A Lei 11.382/2006, que regulamenta o processo de dissolução de sociedades empresárias, admite a penhora de quotas ou ações para o pagamento de dívidas, mas exige que a sociedade seja declarada incapaz de contratar ou exercer atos de negócios. Além disso, a Lei 8.768/1993, que regula o processo de dissolução de sociedades não empresárias, estabelece que a penhora de quotas ou ações não pode ser feita sem a devida autorização judicial.
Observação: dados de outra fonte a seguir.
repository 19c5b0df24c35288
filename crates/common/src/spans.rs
/// Creates an info-level span and enters it.
#[macro_export]
macro_rules! span {
    ($name:literal) => {
        tracing::info_span!($name).entered()
    };
}

/// Creates a debug-level span and enters it.
#[macro_export]
macro_rules! span_debug {
    ($name:literal) => {
        tracing::debug_span!($name).entered()
    };
}
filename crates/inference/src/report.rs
//! Human-readable run report. Progress goes to stdout, problems to stderr.

use crate::{models::ModelPair, service::FaceOutcome};
use schema::FaceResult;
use std::fmt::Display;
use std::io::{self, Stderr, Stdout, Write};
use std::path::Path;

pub struct ConsoleReport<O: Write, E: Write> {
    out: O,
    err: E,
}

impl ConsoleReport<Stdout, Stderr> {
    pub fn stdio() -> Self {
        Self::new(io::stdout(), io::stderr())
    }
}

// A closed stdout must not turn a finished run into a failure, so write
// errors are dropped.
impl<O: Write, E: Write> ConsoleReport<O, E> {
    pub fn new(out: O, err: E) -> Self {
        Self { out, err }
    }

    pub fn models(&mut self, face: &ModelPair, age: &ModelPair) {
        let _ = writeln!(self.out, "Loading models...");
        let _ = writeln!(self.out, "{}: {}", face.stage, face.weights.display());
        let _ = writeln!(self.out, "{}: {}", age.stage, age.weights.display());
    }

    pub fn processing(&mut self, width: u32, height: u32) {
        let _ = writeln!(self.out, "Processing image ({}x{})...", width, height);
    }

    /// Prints one line per outcome and returns the faces to annotate.
    pub fn faces(&mut self, outcomes: &[FaceOutcome]) -> Vec<FaceResult> {
        let mut results = Vec::with_capacity(outcomes.len());

        for outcome in outcomes {
            match outcome {
                FaceOutcome::Classified(result) => {
                    results.push(*result);
                    let _ = writeln!(
                        self.out,
                        "Face {}: {} (confidence: {:.2})",
                        results.len(),
                        result.bracket,
                        result.confidence
                    );
                }
                FaceOutcome::Skipped { index, reason, .. } => {
                    let _ = writeln!(
                        self.err,
                        "Warning: Error processing face {}: {}",
                        index, reason
                    );
                }
            }
        }

        results
    }

    pub fn summary(&mut self, faces: usize) {
        if faces == 0 {
            let _ = writeln!(self.out, "No faces detected in the image.");
        } else {
            let _ = writeln!(self.out, "Total faces detected: {}", faces);
        }
    }

    pub fn saved(&mut self, path: &Path) {
        let _ = writeln!(self.out, "Success! Output saved to: {}", path.display());
    }

    pub fn error(&mut self, error: &dyn Display) {
        let _ = writeln!(self.err, "Error: {}", error);
    }

    pub fn into_parts(self) -> (O, E) {
        (self.out, self.err)
    }
}
/// Input geometry and per-channel mean of a network.
///
/// `mean` is given in blob channel order (B, G, R).
#[derive(Debug, Clone, Copy, PartialEq)]
pub struct BlobSpec {
    pub input_size: (u32, u32),
    pub mean: [f32; 3],
}

impl BlobSpec {
    pub const fn new(input_size: (u32, u32), mean: [f32; 3]) -> Self {
        Self { input_size, mean }
    }

    /// NCHW shape of a single-image blob.
    pub fn shape(&self) -> [usize; 4] {
        [1, 3, self.input_size.1 as usize, self.input_size.0 as usize]
    }
}
//! Model artifact lookup.
//!
//! Each model is a pair of files: a topology description and a weights blob.
//! Both are searched over an ordered list of directories; the first directory
//! containing a file wins. Weights sitting next to the chosen topology are
//! preferred, since the runtime only reads them from there.

use crate::{config::InferenceConfig, errors::PipelineError};
use std::fmt;
use std::path::{Path, PathBuf};

#[derive(Debug, Clone, Copy, PartialEq, Eq)]
pub enum ModelStage {
    FaceDetection,
    AgeEstimation,
}

impl ModelStage {
    /// Lowercase name for use inside sentences.
    pub fn noun(&self) -> &'static str {
        match self {
            ModelStage::FaceDetection => "face detection",
            ModelStage::AgeEstimation => "age estimation",
        }
    }
}

impl fmt::Display for ModelStage {
    fn fmt(&self, f: &mut fmt::Formatter<'_>) -> fmt::Result {
        match self {
            ModelStage::FaceDetection => f.write_str("Face detection"),
            ModelStage::AgeEstimation => f.write_str("Age estimation"),
        }
    }
}

/// File names of a model's artifacts.
#[derive(Debug, Clone, Copy, PartialEq, Eq)]
pub struct ModelSpec {
    pub stage: ModelStage,
    pub topology: &'static str,
    pub weights: &'static str,
}

/// Resolved locations of a model's artifacts.
#[derive(Debug, Clone, PartialEq, Eq)]
pub struct ModelPair {
    pub stage: ModelStage,
    pub topology: PathBuf,
    pub weights: PathBuf,
}

/// First `dir/file_name` in `search_paths` for which `exists` holds.
pub fn resolve_with<F>(search_paths: &[PathBuf], file_name: &str, exists: F) -> Option<PathBuf>
where
    F: Fn(&Path) -> bool,
{
    search_paths
        .iter()
        .map(|dir| dir.join(file_name))
        .find(|candidate| exists(candidate.as_path()))
}

pub fn resolve_file(search_paths: &[PathBuf], file_name: &str) -> Option<PathBuf> {
    resolve_with(search_paths, file_name, Path::is_file)
}

pub fn resolve_pair_with<F>(
    search_paths: &[PathBuf],
    spec: &ModelSpec,
    exists: F,
) -> Result<ModelPair, PipelineError>
where
    F: Fn(&Path) -> bool,
{
    let topology = resolve_with(search_paths, spec.topology, &exists);
    let colocated = topology
        .as_deref()
        .and_then(Path::parent)
        .map(|dir| dir.join(spec.weights))
        .filter(|candidate| exists(candidate.as_path()));
    let weights = colocated.or_else(|| resolve_with(search_paths, spec.weights, &exists));

    match (topology, weights) {
        (Some(topology), Some(weights)) => Ok(ModelPair {
            stage: spec.stage,
            topology,
            weights,
        }),
        _ => Err(PipelineError::MissingModel {
            stage: spec.stage,
            topology: spec.topology,
            weights: spec.weights,
        }),
    }
}

pub fn resolve_pair(search_paths: &[PathBuf], spec: &ModelSpec) -> Result<ModelPair, PipelineError> {
    resolve_pair_with(search_paths, spec, Path::is_file)
}

/// Resolves the localizer pair, then the classifier pair.
pub fn resolve_models(config: &InferenceConfig) -> Result<(ModelPair, ModelPair), PipelineError> {
    let localizer = resolve_pair(&config.search_paths, &config.localizer_model)?;
    let classifier = resolve_pair(&config.search_paths, &config.classifier_model)?;

    tracing::debug!(
        face_topology = %localizer.topology.display(),
        face_weights = %localizer.weights.display(),
        age_topology = %classifier.topology.display(),
        age_weights = %classifier.weights.display(),
        "Resolved model files"
    );

    Ok((localizer, classifier))
}

#[cfg(test)]
mod tests {
    use super::*;
    use crate::config::{CLASSIFIER_MODEL, LOCALIZER_MODEL};
    use std::collections::HashSet;
    use std::fs;
    use tempfile::tempdir;

    fn dirs(paths: &[&str]) -> Vec<PathBuf> {
        paths.iter().map(PathBuf::from).collect()
    }

    #[test]
    fn test_first_matching_directory_wins() {
        let existing: HashSet<PathBuf> = [
            PathBuf::from("../models/deploy.onnx"),
            PathBuf::from("./deploy.onnx"),
        ]
        .into();
        let search = dirs(&["./models/", "../models/", "/opt/models/", "./"]);

        let found = resolve_with(&search, "deploy.onnx", |p| existing.contains(p));

        assert_eq!(found, Some(PathBuf::from("../models/deploy.onnx")));
    }

    #[test]
    fn test_no_match_returns_none() {
        let search = dirs(&["./models/", "./"]);
        assert_eq!(resolve_with(&search, "deploy.onnx", |_| false), None);
        assert_eq!(resolve_with(&[], "deploy.onnx", |_| true), None);
    }

    #[test]
    fn test_weights_next_to_topology_win_over_a_stray_copy() {
        let existing: HashSet<PathBuf> = [
            PathBuf::from("./models/age_net.onnx.data"),
            PathBuf::from("../models/age_net.onnx"),
            PathBuf::from("../models/age_net.onnx.data"),
        ]
        .into();
        let search = dirs(&["./models/", "../models/", "./"]);

        let pair = resolve_pair_with(&search, &CLASSIFIER_MODEL, |p| existing.contains(p)).unwrap();

        assert_eq!(pair.stage, ModelStage::AgeEstimation);
        assert_eq!(pair.topology, PathBuf::from("../models/age_net.onnx"));
        assert_eq!(pair.weights, PathBuf::from("../models/age_net.onnx.data"));
        assert_eq!(pair.topology.parent(), pair.weights.parent());
    }

    #[test]
    fn test_weights_fall_back_to_first_match_when_not_colocated() {
        let existing: HashSet<PathBuf> = [
            PathBuf::from("b/age_net.onnx"),
            PathBuf::from("a/age_net.onnx.data"),
            PathBuf::from("c/age_net.onnx.data"),
        ]
        .into();
        let search = dirs(&["a", "b", "c"]);

        let pair = resolve_pair_with(&search, &CLASSIFIER_MODEL, |p| existing.contains(p)).unwrap();

        assert_eq!(pair.topology, PathBuf::from("b/age_net.onnx"));
        assert_eq!(pair.weights, PathBuf::from("a/age_net.onnx.data"));
    }

    #[test]
    fn test_missing_weights_names_the_whole_pair() {
        let existing: HashSet<PathBuf> = [PathBuf::from("m/res10_300x300_ssd.onnx")].into();
        let search = dirs(&["m"]);

        let err = resolve_pair_with(&search, &LOCALIZER_MODEL, |p| existing.contains(p)).unwrap_err();

        assert_eq!(
            err.to_string(),
            "Face detection model files not found (looking for res10_300x300_ssd.onnx and res10_300x300_ssd.onnx.data)"
        );
    }

    #[test]
    fn test_resolution_is_deterministic() {
        let search = dirs(&["x", "y"]);
        let exists = |p: &Path| p.starts_with("y");

        let first = resolve_pair_with(&search, &CLASSIFIER_MODEL, exists).unwrap();
        let second = resolve_pair_with(&search, &CLASSIFIER_MODEL, exists).unwrap();

        assert_eq!(first, second);
    }

    #[test]
    fn test_resolve_file_ignores_directories() {
        let root = tempdir().unwrap();
        let first = root.path().join("first");
        let second = root.path().join("second");
        fs::create_dir_all(first.join("age_net.onnx")).unwrap();
        fs::create_dir_all(&second).unwrap();
        fs::write(second.join("age_net.onnx"), b"onnx").unwrap();

        let found = resolve_file(&[first, second.clone()], "age_net.onnx");

        assert_eq!(found, Some(second.join("age_net.onnx")));
    }

    #[test]
    fn test_resolve_models_reports_localizer_before_classifier() {
        let root = tempdir().unwrap();
        let mut config = InferenceConfig::test_default();
        config.search_paths = vec![root.path().to_path_buf()];

        let err = resolve_models(&config).unwrap_err();
        assert!(matches!(
            err,
            PipelineError::MissingModel {
                stage: ModelStage::FaceDetection,
                ..
            }
        ));

        fs::write(root.path().join(LOCALIZER_MODEL.topology), b"onnx").unwrap();
        fs::write(root.path().join(LOCALIZER_MODEL.weights), b"data").unwrap();

        let err = resolve_models(&config).unwrap_err();
        assert!(err.to_string().starts_with("Age estimation model files not found"));

        fs::write(root.path().join(CLASSIFIER_MODEL.topology), b"onnx").unwrap();
        fs::write(root.path().join(CLASSIFIER_MODEL.weights), b"data").unwrap();

        let (localizer, classifier) = resolve_models(&config).unwrap();
        assert_eq!(localizer.topology, root.path().join(LOCALIZER_MODEL.topology));
        assert_eq!(classifier.weights, root.path().join(CLASSIFIER_MODEL.weights));
    }
}
use std::io;
use std::path::PathBuf;
use thiserror::Error;

#[derive(Error, Debug)]
pub enum AnnotateError {
    #[error("Embedded label font is invalid")]
    InvalidFont,
}

#[derive(Error, Debug)]
pub enum OutputError {
    #[error("Unsupported output format for {}", .0.display())]
    UnsupportedFormat(PathBuf),

    #[error("IO error: {0}")]
    IoError(#[from] io::Error),

    #[error("Encode error: {0}")]
    EncodeError(#[from] image::ImageError),
}
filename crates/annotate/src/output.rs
use crate::errors::OutputError;
use image::{ImageFormat, RgbImage, codecs::jpeg::JpegEncoder};
use std::io::{BufWriter, Write};
use std::path::Path;

pub const DEFAULT_JPEG_QUALITY: u8 = 95;

/// Encodes `image` according to the extension of `path` and writes it there.
///
/// JPEG output uses `jpeg_quality`; other formats use their default encoder.
/// The bytes go to a temporary file next to `path` which is renamed into place
/// only after a successful encode, so a failure never leaves a partial file.
pub fn write_image(image: &RgbImage, path: &Path, jpeg_quality: u8) -> Result<(), OutputError> {
    let format = ImageFormat::from_path(path)
        .map_err(|_| OutputError::UnsupportedFormat(path.to_path_buf()))?;

    let dir = match path.parent() {
        Some(parent) if !parent.as_os_str().is_empty() => parent,
        _ => Path::new("."),
    };

    let mut staging = tempfile::Builder::new()
        .prefix(".age-estimator-")
        .tempfile_in(dir)?;

    {
        let mut writer = BufWriter::new(staging.as_file_mut());
        match format {
            ImageFormat::Jpeg => {
                image.write_with_encoder(JpegEncoder::new_with_quality(&mut writer, jpeg_quality))?
            }
            other => image.write_to(&mut writer, other)?,
        }
        writer.flush()?;
    }

    staging.persist(path).map_err(|e| OutputError::IoError(e.error))?;

    tracing::debug!(path = %path.display(), format = ?format, "Output image written");
    Ok(())
}
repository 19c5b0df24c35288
use crate::config::Environment;
use tracing_subscriber::{layer::SubscriberExt, util::SubscriberInitExt};

/// Filter used when `RUST_LOG` is not set. Command-line tools keep stderr quiet
/// unless something went wrong.
pub const DEFAULT_LOG_FILTER: &str = "warn";

/// Initialize tracing subscriber with pretty formatting for development
/// and JSON formatting for production.
///
/// Uses RUST_LOG environment variable for filtering (defaults to
/// [`DEFAULT_LOG_FILTER`] if not set). Log records go to stderr; stdout is
/// reserved for the run report.
pub fn setup_logging(environment: Environment) {
    let env_filter = tracing_subscriber::EnvFilter::try_from_default_env()
        .unwrap_or_else(|_| DEFAULT_LOG_FILTER.into());

    let registry = tracing_subscriber::registry().with(env_filter);

    // try_init: a second call (e.g. from tests) keeps the first subscriber.
    let _ = match environment {
        Environment::Production => registry
            .with(
                tracing_subscriber::fmt::layer()
                    .json()
                    .with_level(true)
                    .with_writer(std::io::stderr),
            )
            .try_init(),
        Environment::Development => registry
            .with(
                tracing_subscriber::fmt::layer()
                    .pretty()
                    .with_ansi(true)
                    .with_writer(std::io::stderr),
            )
            .try_init(),
    };
}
As sociedades em recuperação judicial, por sua vez, são instituições que buscam a recuperação financeira e de negócios de uma empresa ou sociedade que está sob a administração de uma Justiça especializada. Nesse contexto, a penhora de quotas ou ações é uma ferramenta importante para o pagamento de dívidas ou para o valor de um devedor que as detém.
A jurisprudência do Superior Tribunal de Justiça (STJ) tem consolidado a possibilidade de penhora de quotas ou ações nas sociedades em recuperação judicial, como em o caso do Tema 1.256, que foi julgado em 2020 e ressalva que a penhora de quotas ou ações não deve ser realizada sem a devida autorização judicial.
Em resumo, a penhora de quotas ou ações nas sociedades personificadas é um tema complexo e específico, que envolve a liquidação de ativos patrimoniais em sociedades em recuperação judicial. É importante lembrar que a penhora de quotas ou ações deve ser feita de acordo com as leis e regulamentações específicas do país, e que a autorização judicial é necessária para garantir a legitimidade e a eficácia da penhora.